Schon lange vor Einlass-Beginn entsteht vor den Türen der bis zu 1.500 Personen fassenden Halle eine lange Schlange. Doch statt entnervter Gesichter nur Vorfreude soweit das Auge reicht. SCHANDMAUL-Fans sind ein bunter Mix aus verschiedenen Altersklassen, von mittelalterlich anmutendem Langhaar-Mädchen bis Metal-Recken, von buntgefärbtem Punk bis Frau in Bluse und Pumps samt Mann im Karohemd. So auch heute Abend. Im gegenüberliegenden Irish Pub haben sich auch schon einige Fans schon mal vorab zu einem kühlen Getränk getroffen. Rege Diskussionen über das musikalische Set sind im Gange, durften die Fans doch auch vorab mit zur Songauswahl per Online-Abstimmung beitragen. Nur ein einzelner junger Mann im Ordensritter-Kostüm macht ein trauriges Gesicht. Hatte er doch vergeblich versucht, den Security-Mann davon zu überzeugen, dass sein Schwert mit in die Halle kommt.

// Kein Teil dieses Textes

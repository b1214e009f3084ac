use crate::{SimulationError, SimulationSummary, SummaryMessage};
use std::collections::{BTreeMap, HashSet};
use std::io::Write;
use std::sync::mpsc::Receiver;

fn format_summaries(summaries: &BTreeMap<usize, SimulationSummary>) -> Vec<String> {
    const WIDTH: usize = 80;
    summaries
        .iter()
        .map(|(id, summary)| {
            let sim_num = format!("simulation #{}", id);
            let header = format!("{:-^WIDTH$}\n", sim_num);
            format!("{}{}\n{}\n", header, summary, "-".repeat(WIDTH))
        })
        .collect()
}

/// Receives summaries until every id in `ids` has reported that it is finished, merging the
/// summaries sent under the same id.
pub fn collect_summaries(
    receiver: Receiver<SummaryMessage>,
    mut ids: HashSet<usize>,
) -> Result<BTreeMap<usize, SimulationSummary>, SimulationError> {
    let mut summaries: BTreeMap<usize, SimulationSummary> = BTreeMap::new();
    while !ids.is_empty() {
        let (cur_summary, id) = receiver
            .recv()
            .map_err(|e| SimulationError::SendingError(e.to_string()))?;
        match cur_summary {
            Some(cur_summary) => {
                summaries
                    .entry(id)
                    .and_modify(|summary| summary.merge(&cur_summary))
                    .or_insert(cur_summary);
            }
            None => {
                ids.remove(&id);
            }
        }
    }
    Ok(summaries)
}

/// Collects every summary and writes them to `writer` as formatted tables, ordered by id.
pub fn write_summaries(
    receiver: Receiver<SummaryMessage>,
    ids: HashSet<usize>,
    mut writer: impl Write,
) -> Result<(), SimulationError> {
    let summaries = collect_summaries(receiver, ids)?;
    for formatted in format_summaries(&summaries) {
        writer.write_all(formatted.as_bytes())?;
    }
    writer.flush()?;
    Ok(())
}

/// Collects every summary and writes them to `writer` as a JSON array, ordered by id.
pub fn write_summaries_json(
    receiver: Receiver<SummaryMessage>,
    ids: HashSet<usize>,
    mut writer: impl Write,
) -> Result<(), SimulationError> {
    let summaries = collect_summaries(receiver, ids)?;
    let summaries: Vec<&SimulationSummary> = summaries.values().collect();
    serde_json::to_writer_pretty(&mut writer, &summaries)?;
    writeln!(writer)?;
    Ok(())
}

#[cfg(test)]
mod tests {
    use super::*;
    use blackjack_lib::Statistics;
    use std::sync::mpsc;

    fn summary(label: &str, rounds: u32, early_endings: u32) -> SimulationSummary {
        SimulationSummary {
            label: label.to_string(),
            simulations: 1,
            early_endings,
            stats: Statistics {
                rounds,
                ..Statistics::default()
            },
        }
    }

    #[test]
    fn summaries_are_merged_per_id() {
        let (sender, receiver) = mpsc::channel();
        sender.send((Some(summary("a", 10, 0)), 1)).unwrap();
        sender.send((Some(summary("b", 3, 1)), 2)).unwrap();
        sender.send((Some(summary("a", 7, 1)), 1)).unwrap();
        sender.send((None, 1)).unwrap();
        sender.send((None, 2)).unwrap();

        let summaries = collect_summaries(receiver, [1, 2].into_iter().collect()).unwrap();
        assert_eq!(summaries[&1].simulations, 2);
        assert_eq!(summaries[&1].early_endings, 1);
        assert_eq!(summaries[&1].stats.rounds, 17);
        assert_eq!(summaries[&2].label, "b");
    }

    #[test]
    fn disconnected_senders_are_an_error() {
        let (sender, receiver) = mpsc::channel();
        sender.send((Some(summary("a", 1, 0)), 1)).unwrap();
        drop(sender);
        let result = collect_summaries(receiver, [1].into_iter().collect());
        assert!(matches!(result, Err(SimulationError::SendingError(_))));
    }

    #[test]
    fn written_in_id_order() {
        let (sender, receiver) = mpsc::channel();
        sender.send((Some(summary("second", 1, 0)), 2)).unwrap();
        sender.send((Some(summary("first", 1, 0)), 1)).unwrap();
        sender.send((None, 2)).unwrap();
        sender.send((None, 1)).unwrap();

        let mut out = Vec::new();
        write_summaries(receiver, [1, 2].into_iter().collect(), &mut out).unwrap();
        let text = String::from_utf8(out).unwrap();
        let first = text.find("strategy: first").unwrap();
        let second = text.find("strategy: second").unwrap();
        assert!(first < second);
        assert!(text.contains("simulation #1"));
    }

    #[test]
    fn json_output_parses() {
        let (sender, receiver) = mpsc::channel();
        sender.send((Some(summary("only", 4, 0)), 1)).unwrap();
        sender.send((None, 1)).unwrap();

        let mut out = Vec::new();
        write_summaries_json(receiver, [1].into_iter().collect(), &mut out).unwrap();
        let parsed: Vec<SimulationSummary> = serde_json::from_slice(&out).unwrap();
        assert_eq!(parsed, vec![summary("only", 4, 0)]);
    }
}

Das Capitol bietet Platz für alle, egal ob sie an vorderster Front feiern oder nur gemütlich schunkeln wollen und so treffe ich sogar eine werdende Mama mit Partner, die es sich an der hinteren Bar bequem gemacht hat und heute nur mit wippt, statt zu hüpfen. „Einmal noch, bevor ich Pause machen muss“, sagt Melanie und lacht ,„Ihr wisst ja, wie wichtig musikalische Früherziehung ist!“ Tja, da gibt’s wohl heut Glückshormone für die ganze Familie. Alles Gute für das kleine Schandmäulchen. Das passende Kinderbuch samt Soundtrack hat SCHANDMAUL ja auch bereits auf den Markt gebracht.
Ein besonderer Hingucker ist der analoge, reich verzierte Briefkasten, der vor einem großen Banner auf Zuwendung wartet. Manchmal soll man sich ja auf die guten alten Zeiten zurückbesinnen und so haben sich SCHANDMAUL überlegt, dass Briefpost in Zeiten der elektronischen Vergänglichkeit auch mal wieder was Schönes wäre. So richtig auf Papier, mit Handschrift und Herzchen und allem was dazu gehört. Der Briefkasten wird die ganze Tour begleiten, also fühlt Euch frei zu schreiben, zu basteln und der Band dort einen Gruß zu hinterlassen.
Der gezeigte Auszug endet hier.